OPEN TALK: Search and Extract: Optimized Document Processing with iText pdf2Data and pdfOCR


Cal Reynolds
iText, Software Engineer

Cal joined iText in 2020 as a pre sales engineer (software engineer) with a passion for helping customers understand how to use and optimize our products. He holds a bachelors in computer science from Hamilton College. When he’s not helping iText customers or working with OCR technology, you can find him traveling or at the movie theater seeing what’s new.

Michael Demey
iText Software, Research Engineer


With interests including Open Source software and licenses, Michaël has been a developer at iText Software since 2011. After almost a decade of working closely with PDF, he has a keen insight into its uses in the real world. When he's not looking at PDF syntax, he likes to play music and (tries to) develop games.

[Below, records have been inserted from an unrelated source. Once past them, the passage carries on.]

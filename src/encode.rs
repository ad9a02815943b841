use std::io::Cursor;

use image::{GrayImage, ImageFormat, Luma};
use qrcode::{Color, EcLevel, QrCode};

use crate::error::Result;

/// Turns a text payload into an encoded image artifact.
///
/// Must be deterministic: the same text always yields the same bytes.
/// Injectable so tests can substitute a failing implementation.
pub trait Encoder: Send + Sync {
    fn encode(&self, text: &str) -> Result<Vec<u8>>;
}

const DARK: Luma<u8> = Luma([0]);
const LIGHT: Luma<u8> = Luma([255]);

/// QR-to-PNG encoder.
///
/// Defaults match the original deployment's readability tuning: medium error
/// correction, 20 px modules, and an 8-module quiet border so the code stays
/// scannable from across a room.
#[derive(Debug, Clone)]
pub struct QrPngEncoder {
    pub ec_level: EcLevel,
    /// Pixels per QR module
    pub module_size: u32,
    /// Quiet-zone width in modules
    pub border: u32,
}

impl Default for QrPngEncoder {
    fn default() -> Self {
        Self {
            ec_level: EcLevel::M,
            module_size: 20,
            border: 8,
        }
    }
}

impl QrPngEncoder {
    fn render(&self, code: &QrCode) -> GrayImage {
        let modules = code.width() as u32;
        let size = (modules + 2 * self.border) * self.module_size;
        let mut img = GrayImage::from_pixel(size, size, LIGHT);

        let colors = code.to_colors();
        for (i, color) in colors.iter().enumerate() {
            if *color != Color::Dark {
                continue;
            }
            let mx = (i as u32 % modules + self.border) * self.module_size;
            let my = (i as u32 / modules + self.border) * self.module_size;
            for y in my..my + self.module_size {
                for x in mx..mx + self.module_size {
                    img.put_pixel(x, y, DARK);
                }
            }
        }
        img
    }
}

impl Encoder for QrPngEncoder {
    fn encode(&self, text: &str) -> Result<Vec<u8>> {
        let code = QrCode::with_error_correction_level(text, self.ec_level)?;
        let img = self.render(&code);

        let mut bytes = Vec::new();
        img.write_to(&mut Cursor::new(&mut bytes), ImageFormat::Png)?;
        Ok(bytes)
    }
}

In this talk we will demo an optimized PDF workflow using pdfOCR to recognize data in PDF documents, and pdf2Data to extract selected data from your OCR search. The beauty of using pdf2Data in this way is it can pick up exactly where pdfOCR leaves off, allowing you to both recognize and extract all kinds of data from PDF documents that would otherwise be inaccessible.

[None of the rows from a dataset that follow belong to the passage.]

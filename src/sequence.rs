use std::fs;
use std::path::{Path, PathBuf};
use std::sync::Mutex;

use crate::error::Result;

/// Durable monotonic job-identity counter backed by a single file.
///
/// The value on disk is the identity of the most recently reserved job, or
/// zero if none exists. `next()` is the only mutating path and serializes
/// concurrent callers: two submissions can never observe or persist the same
/// identity. An identity is considered spent only once the new value has been
/// durably published, so a failed write never leaks an id to the caller.
///
/// A missing or unparseable counter file reads as zero rather than erroring;
/// the original deployment bootstrapped itself the same way.
#[derive(Debug)]
pub struct FileSequence {
    path: PathBuf,
    lock: Mutex<()>,
}

impl FileSequence {
    pub fn new(path: impl Into<PathBuf>) -> Self {
        Self {
            path: path.into(),
            lock: Mutex::new(()),
        }
    }

    /// Reserve and return the next job identity.
    ///
    /// Read-increment-write runs under the mutex as a single critical
    /// section, and the new value is published with a tmp-file rename so a
    /// crash mid-write leaves the old value intact.
    pub fn next(&self) -> Result<u64> {
        let _guard = self.lock.lock().unwrap_or_else(|e| e.into_inner());
        let next = read_value(&self.path) + 1;

        let tmp = self.path.with_extension("txt.tmp");
        fs::write(&tmp, next.to_string())?;
        fs::rename(&tmp, &self.path)?;

        Ok(next)
    }

    /// The most recently reserved identity, or zero if none. Read-only and
    /// safe to call at arbitrary frequency; read failures degrade to zero.
    pub fn current(&self) -> u64 {
        read_value(&self.path)
    }
}

fn read_value(path: &Path) -> u64 {
    match fs::read_to_string(path) {
        Ok(raw) => raw.trim().parse().unwrap_or(0),
        Err(_) => 0,
    }
}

pdf2Data is our iText 7 add-on for smart data extraction from PDF documents. It’s tailored especially for extracting hard to reach data locked inside PDFs, and it fits neatly into the iText 7 ecosystem. The cherry on top? Anyone can quickly create a template for data extraction using the sleek user interface, with no need to tediously define document structures programmatically. Let the template designer assist you in creating your data extraction templates; no coding required!

If you haven’t tried it already, we’d like to give you a quick tour of its capabilities, while also demonstrating how it’s a great companion for our pdfOCR add-on.